When Mom is frantically searching for her grocery list or an envelope she just addressed, I retrace her steps through the house and, most of the time, I present her with the lost item within 5 minutes. Sometimes I will also find some other item that she lost ages ago but gave up on! Like her beloved daily devotion book that I found in her bedside table drawer while I was actually hunting for her nail clippers.

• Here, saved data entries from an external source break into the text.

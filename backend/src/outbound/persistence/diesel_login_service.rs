//! Diesel-backed `LoginService` adapter.
//!
//! Users are provisioned outside this service; it only checks a submitted
//! password against the Argon2 PHC string stored in `users.password_hash`.

use argon2::{Argon2, PasswordHash, PasswordVerifier};
use async_trait::async_trait;
use diesel::prelude::*;
use diesel_async::RunQueryDsl;
use tracing::{debug, warn};
use uuid::Uuid;

use crate::domain::ports::{LoginService, RepositoryError};
use crate::domain::{Error, LoginCredentials, UserId};

use super::diesel_basic_error_mapping::{map_diesel_error, map_pool_error};
use super::pool::DbPool;
use super::schema::users;

const INVALID_CREDENTIALS: &str = "invalid credentials";

/// Authenticates against the `users` table.
#[derive(Clone)]
pub struct DieselLoginService {
    pool: DbPool,
}

impl DieselLoginService {
    pub fn new(pool: DbPool) -> Self {
        Self { pool }
    }

    async fn stored_hash(&self, username: &str) -> Result<Option<(Uuid, String)>, RepositoryError> {
        let mut conn = self.pool.get().await.map_err(map_pool_error)?;
        users::table
            .filter(users::username.eq(username))
            .select((users::id, users::password_hash))
            .first(&mut conn)
            .await
            .optional()
            .map_err(map_diesel_error)
    }
}

/// Check `password` against a PHC-formatted Argon2 hash.
///
/// A malformed stored hash never matches.
fn password_matches(password: &str, phc: &str) -> bool {
    match PasswordHash::new(phc) {
        Ok(parsed) => Argon2::default()
            .verify_password(password.as_bytes(), &parsed)
            .is_ok(),
        Err(err) => {
            warn!(error = %err, "stored password hash is malformed");
            false
        }
    }
}

#[async_trait]
impl LoginService for DieselLoginService {
    async fn authenticate(&self, credentials: &LoginCredentials) -> Result<UserId, Error> {
        let Some((id, phc)) = self.stored_hash(credentials.username()).await? else {
            debug!("login for unknown username");
            return Err(Error::unauthorized(INVALID_CREDENTIALS));
        };
        if password_matches(credentials.password(), &phc) {
            Ok(UserId::from_uuid(id))
        } else {
            Err(Error::unauthorized(INVALID_CREDENTIALS))
        }
    }
}
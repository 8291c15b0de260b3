//! Parsing of the raw `page` query parameter.

/// Page number requested by a client, before range resolution.
#[derive(Debug, Clone, Copy, PartialEq, Eq, Default)]
pub enum PageRequest {
    /// No page parameter was supplied.
    #[default]
    Unspecified,
    /// The parameter was present but is not an integer.
    NotANumber,
    /// An integer page number, possibly outside the valid range.
    ///
    /// Values that overflow `i64` saturate so that very large numbers still
    /// resolve to the last page.
    Number(i64),
}

impl PageRequest {
    /// Parse the raw parameter value.
    ///
    /// Surrounding whitespace is ignored and an optional sign is accepted.
    /// Anything else that is not made of ASCII digits is
    /// [`PageRequest::NotANumber`].
    ///
    /// # Examples
    /// ```
    /// use pagination::PageRequest;
    ///
    /// assert_eq!(PageRequest::parse(None), PageRequest::Unspecified);
    /// assert_eq!(PageRequest::parse(Some(" 2 ")), PageRequest::Number(2));
    /// assert_eq!(PageRequest::parse(Some("two")), PageRequest::NotANumber);
    /// ```
    #[must_use]
    pub fn parse(raw: Option<&str>) -> Self {
        let Some(value) = raw else {
            return Self::Unspecified;
        };
        let trimmed = value.trim();
        let (negative, digits) = match trimmed.strip_prefix('-') {
            Some(rest) => (true, rest),
            None => (false, trimmed.strip_prefix('+').unwrap_or(trimmed)),
        };
        if digits.is_empty() || !digits.bytes().all(|byte| byte.is_ascii_digit()) {
            return Self::NotANumber;
        }

        let magnitude = digits.parse::<i64>().unwrap_or(i64::MAX);
        if negative {
            Self::Number(magnitude.saturating_neg())
        } else {
            Self::Number(magnitude)
        }
    }
}
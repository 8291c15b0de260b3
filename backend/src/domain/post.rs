//! Posts and their field types.

use std::fmt;

use chrono::{DateTime, Utc};
use serde::{Deserialize, Serialize};
use utoipa::ToSchema;

use super::{Group, User};

/// Number of characters of the text used as a post's short label.
pub const POST_LABEL_LEN: usize = 15;

/// Directory (relative to the media root) that post images are stored in.
pub const POST_IMAGE_DIR: &str = "posts";

/// Validation errors for post fields.
#[derive(Debug, Clone, PartialEq, Eq, thiserror::Error)]
pub enum PostValidationError {
    /// Text is blank.
    #[error("post text must not be empty")]
    EmptyText,
    /// Image reference is not a file under the post image directory.
    #[error("image reference must name a file under {POST_IMAGE_DIR}/")]
    InvalidImageRef,
}

/// Database identifier of a post.
#[derive(Debug, Clone, Copy, PartialEq, Eq, Hash, PartialOrd, Ord, Serialize, Deserialize)]
#[serde(transparent)]
pub struct PostId(i64);

impl PostId {
    /// Wrap a raw identifier.
    pub const fn new(id: i64) -> Self {
        Self(id)
    }

    /// Raw identifier.
    pub const fn get(self) -> i64 {
        self.0
    }
}

impl fmt::Display for PostId {
    fn fmt(&self, f: &mut fmt::Formatter<'_>) -> fmt::Result {
        self.0.fmt(f)
    }
}

/// Non-blank post body, stored without surrounding whitespace.
#[derive(Debug, Clone, PartialEq, Eq, Serialize)]
#[serde(transparent)]
pub struct PostText(String);

impl PostText {
    /// Trim, validate and construct post text.
    pub fn new(text: impl Into<String>) -> Result<Self, PostValidationError> {
        let raw: String = text.into();
        let trimmed = raw.trim();
        if trimmed.is_empty() {
            return Err(PostValidationError::EmptyText);
        }
        Ok(Self(trimmed.to_owned()))
    }

    /// Borrow the text.
    pub fn as_str(&self) -> &str {
        self.0.as_str()
    }
}

/// Location of a stored image relative to the media root, e.g. `posts/cat.gif`.
#[derive(Debug, Clone, PartialEq, Eq, Hash, Serialize)]
#[serde(transparent)]
pub struct ImageRef(String);

impl ImageRef {
    /// Validate a stored image location.
    pub fn new(path: impl Into<String>) -> Result<Self, PostValidationError> {
        let path = path.into();
        let valid = path
            .strip_prefix(POST_IMAGE_DIR)
            .and_then(|rest| rest.strip_prefix('/'))
            .is_some_and(|name| !name.is_empty() && !name.contains(['/', '\\']) && name != "..");
        if !valid {
            return Err(PostValidationError::InvalidImageRef);
        }
        Ok(Self(path))
    }

    /// Reference for `file_name` inside the post image directory.
    pub fn in_post_dir(file_name: &str) -> Result<Self, PostValidationError> {
        Self::new(format!("{POST_IMAGE_DIR}/{file_name}"))
    }

    /// Borrow the relative path.
    pub fn as_str(&self) -> &str {
        self.0.as_str()
    }
}

impl fmt::Display for ImageRef {
    fn fmt(&self, f: &mut fmt::Formatter<'_>) -> fmt::Result {
        f.write_str(self.as_str())
    }
}

/// A stored post together with its author and group.
///
/// ## Invariants
/// - `pub_date` is set once when the post is created and never changes.
/// - `author` is fixed at creation.
#[derive(Debug, Clone, PartialEq, Eq, Serialize, ToSchema)]
#[serde(rename_all = "camelCase")]
pub struct Post {
    #[schema(value_type = i64, example = 1)]
    id: PostId,
    #[schema(value_type = String, example = "Hello there")]
    text: PostText,
    pub_date: DateTime<Utc>,
    author: User,
    group: Option<Group>,
    #[schema(value_type = Option<String>, example = "posts/cat.gif")]
    image: Option<ImageRef>,
}

impl Post {
    /// Assemble a post from its stored parts.
    pub fn new(
        id: PostId,
        text: PostText,
        pub_date: DateTime<Utc>,
        author: User,
        group: Option<Group>,
        image: Option<ImageRef>,
    ) -> Self {
        Self {
            id,
            text,
            pub_date,
            author,
            group,
            image,
        }
    }

    /// Identifier.
    pub fn id(&self) -> PostId {
        self.id
    }

    /// Body text.
    pub fn text(&self) -> &PostText {
        &self.text
    }

    /// Creation timestamp.
    pub fn pub_date(&self) -> DateTime<Utc> {
        self.pub_date
    }

    /// Author.
    pub fn author(&self) -> &User {
        &self.author
    }

    /// Group, when the post belongs to one.
    pub fn group(&self) -> Option<&Group> {
        self.group.as_ref()
    }

    /// Stored image, if any.
    pub fn image(&self) -> Option<&ImageRef> {
        self.image.as_ref()
    }

    /// Short label: the first [`POST_LABEL_LEN`] characters of the text.
    pub fn label(&self) -> &str {
        let text = self.text.as_str();
        text.char_indices()
            .nth(POST_LABEL_LEN)
            .map_or(text, |(end, _)| text.get(..end).unwrap_or(text))
    }
}

impl fmt::Display for Post {
    fn fmt(&self, f: &mut fmt::Formatter<'_>) -> fmt::Result {
        f.write_str(self.label())
    }
}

But my least favorite “chore” by far is shopping with my Mom. I am an in-and-out shopper, be it for groceries or clothes or whatever. I go into a store with an idea of what I want and I walk out quickly—either with my desired purchase in hand, or with nothing at all. Mom, on the other hand, is a browser. And in the grocery store, she’s a browser in a riding cart! Zipping up and down aisles, stopping for what’s on her list and lots of things that aren’t on her list. With me trailing behind her for 2-3 hours, then toting the bags from the store to the car and, back at her house, from my car to her kitchen, I am ensured of completing all the exercise I need for a week in that one trip. Lately, I’ve found it easier on both of us if I step outside for a cup of coffee and a look at the plants outside the store. Then I meet her at the checkout counter.
The most difficult task, however, is the emotional caregiving, and this is actually a two-way street! It is not easy for me to assume the role of the child as the mother to the woman! Nor is it easy for my mother to hear me chastise her using the same language and tone she used on me when I was her little girl and she was my all-knowing Mommy!
We are both firstborn daughters of firstborn daughters. Alpha females, if you will. Both of us are used to being the boss and giving the orders, and neither of us will relinquish that role willingly. So we often butt heads, giving each other identical cheetah smiles as we slink back to our respective corners to lick our wounds.
But here’s the beauty of it all: Mom, in her infinite wisdom and by her lifetime of example, has taught me the most important life lesson of all: know when to hold ‘em, know when to fold ‘em, and know when to say “I’m sorry” or “I love you,” and enfold her in a rocking and loving hug before saying goodnight after a long day.